| ASSIGNED TASK |
Each line below that includes "DurableUnavailable" counts once; report the total and nothing more.

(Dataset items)

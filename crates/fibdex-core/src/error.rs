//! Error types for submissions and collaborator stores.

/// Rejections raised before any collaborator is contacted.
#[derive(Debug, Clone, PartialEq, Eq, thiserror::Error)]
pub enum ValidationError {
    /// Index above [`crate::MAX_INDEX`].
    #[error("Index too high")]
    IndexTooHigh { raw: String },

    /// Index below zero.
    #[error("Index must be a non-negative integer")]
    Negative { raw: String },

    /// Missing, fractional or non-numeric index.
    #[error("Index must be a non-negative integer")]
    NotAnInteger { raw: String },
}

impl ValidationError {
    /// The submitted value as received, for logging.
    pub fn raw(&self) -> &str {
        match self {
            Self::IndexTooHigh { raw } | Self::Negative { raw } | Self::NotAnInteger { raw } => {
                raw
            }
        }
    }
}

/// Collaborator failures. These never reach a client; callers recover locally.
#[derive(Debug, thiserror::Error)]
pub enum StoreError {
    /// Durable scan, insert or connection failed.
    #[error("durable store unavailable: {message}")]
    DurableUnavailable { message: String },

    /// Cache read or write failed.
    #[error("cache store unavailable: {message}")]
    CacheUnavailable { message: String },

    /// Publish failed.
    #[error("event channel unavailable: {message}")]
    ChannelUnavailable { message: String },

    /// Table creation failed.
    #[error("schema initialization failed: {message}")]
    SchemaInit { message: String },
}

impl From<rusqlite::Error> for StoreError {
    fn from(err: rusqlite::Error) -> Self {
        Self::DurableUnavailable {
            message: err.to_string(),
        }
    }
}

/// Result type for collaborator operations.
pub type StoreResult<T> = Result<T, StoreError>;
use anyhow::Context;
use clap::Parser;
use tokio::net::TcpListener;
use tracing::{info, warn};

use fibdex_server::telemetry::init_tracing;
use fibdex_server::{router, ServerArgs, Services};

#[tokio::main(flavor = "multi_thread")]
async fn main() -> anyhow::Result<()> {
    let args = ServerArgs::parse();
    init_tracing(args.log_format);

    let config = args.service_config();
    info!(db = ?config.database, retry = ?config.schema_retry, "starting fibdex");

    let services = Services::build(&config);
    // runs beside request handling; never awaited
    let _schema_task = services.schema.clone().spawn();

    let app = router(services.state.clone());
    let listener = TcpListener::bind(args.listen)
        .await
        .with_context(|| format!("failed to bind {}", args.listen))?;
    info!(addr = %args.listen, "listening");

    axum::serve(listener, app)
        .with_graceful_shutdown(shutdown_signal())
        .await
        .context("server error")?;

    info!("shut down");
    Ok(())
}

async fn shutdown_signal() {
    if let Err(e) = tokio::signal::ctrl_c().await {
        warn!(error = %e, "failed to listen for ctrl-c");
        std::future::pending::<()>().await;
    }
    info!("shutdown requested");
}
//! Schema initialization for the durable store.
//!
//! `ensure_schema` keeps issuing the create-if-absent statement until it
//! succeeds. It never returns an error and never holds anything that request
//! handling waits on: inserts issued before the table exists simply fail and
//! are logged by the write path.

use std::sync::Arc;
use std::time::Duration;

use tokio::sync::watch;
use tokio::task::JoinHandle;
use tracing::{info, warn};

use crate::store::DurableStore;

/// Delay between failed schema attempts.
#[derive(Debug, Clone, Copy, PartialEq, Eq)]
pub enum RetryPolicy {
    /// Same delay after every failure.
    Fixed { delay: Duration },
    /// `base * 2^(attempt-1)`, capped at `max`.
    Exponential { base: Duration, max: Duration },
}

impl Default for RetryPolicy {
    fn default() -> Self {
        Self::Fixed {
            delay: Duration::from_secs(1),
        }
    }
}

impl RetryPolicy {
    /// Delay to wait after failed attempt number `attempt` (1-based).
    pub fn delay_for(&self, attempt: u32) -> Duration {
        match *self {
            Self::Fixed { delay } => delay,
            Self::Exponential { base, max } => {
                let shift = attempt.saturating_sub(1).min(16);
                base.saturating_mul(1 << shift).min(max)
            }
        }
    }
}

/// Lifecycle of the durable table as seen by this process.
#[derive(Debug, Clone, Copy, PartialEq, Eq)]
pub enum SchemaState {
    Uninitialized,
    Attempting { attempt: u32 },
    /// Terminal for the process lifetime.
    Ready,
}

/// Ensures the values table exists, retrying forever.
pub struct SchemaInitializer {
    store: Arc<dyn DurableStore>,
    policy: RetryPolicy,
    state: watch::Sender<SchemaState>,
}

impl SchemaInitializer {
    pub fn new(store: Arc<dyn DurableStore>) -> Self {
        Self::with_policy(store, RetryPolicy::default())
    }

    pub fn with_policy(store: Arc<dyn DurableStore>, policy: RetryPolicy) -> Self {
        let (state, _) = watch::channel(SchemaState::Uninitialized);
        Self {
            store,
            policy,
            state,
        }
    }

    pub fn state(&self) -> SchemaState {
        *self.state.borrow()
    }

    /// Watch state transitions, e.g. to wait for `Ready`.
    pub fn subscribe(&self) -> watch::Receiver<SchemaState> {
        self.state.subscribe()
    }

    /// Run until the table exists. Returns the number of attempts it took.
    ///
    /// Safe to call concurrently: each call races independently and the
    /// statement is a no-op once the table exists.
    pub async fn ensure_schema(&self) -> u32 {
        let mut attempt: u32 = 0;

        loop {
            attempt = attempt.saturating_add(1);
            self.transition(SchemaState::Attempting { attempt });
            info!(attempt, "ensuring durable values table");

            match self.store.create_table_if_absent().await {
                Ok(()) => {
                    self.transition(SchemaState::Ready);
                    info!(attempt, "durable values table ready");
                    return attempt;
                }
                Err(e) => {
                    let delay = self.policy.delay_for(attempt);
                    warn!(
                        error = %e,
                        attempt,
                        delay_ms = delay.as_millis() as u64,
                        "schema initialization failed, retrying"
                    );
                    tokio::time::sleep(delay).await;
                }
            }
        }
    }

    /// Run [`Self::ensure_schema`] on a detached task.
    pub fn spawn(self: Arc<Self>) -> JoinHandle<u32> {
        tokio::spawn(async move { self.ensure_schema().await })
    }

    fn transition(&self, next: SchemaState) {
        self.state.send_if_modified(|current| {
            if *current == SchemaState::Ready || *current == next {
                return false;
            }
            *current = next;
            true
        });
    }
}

| RESPONSE |
2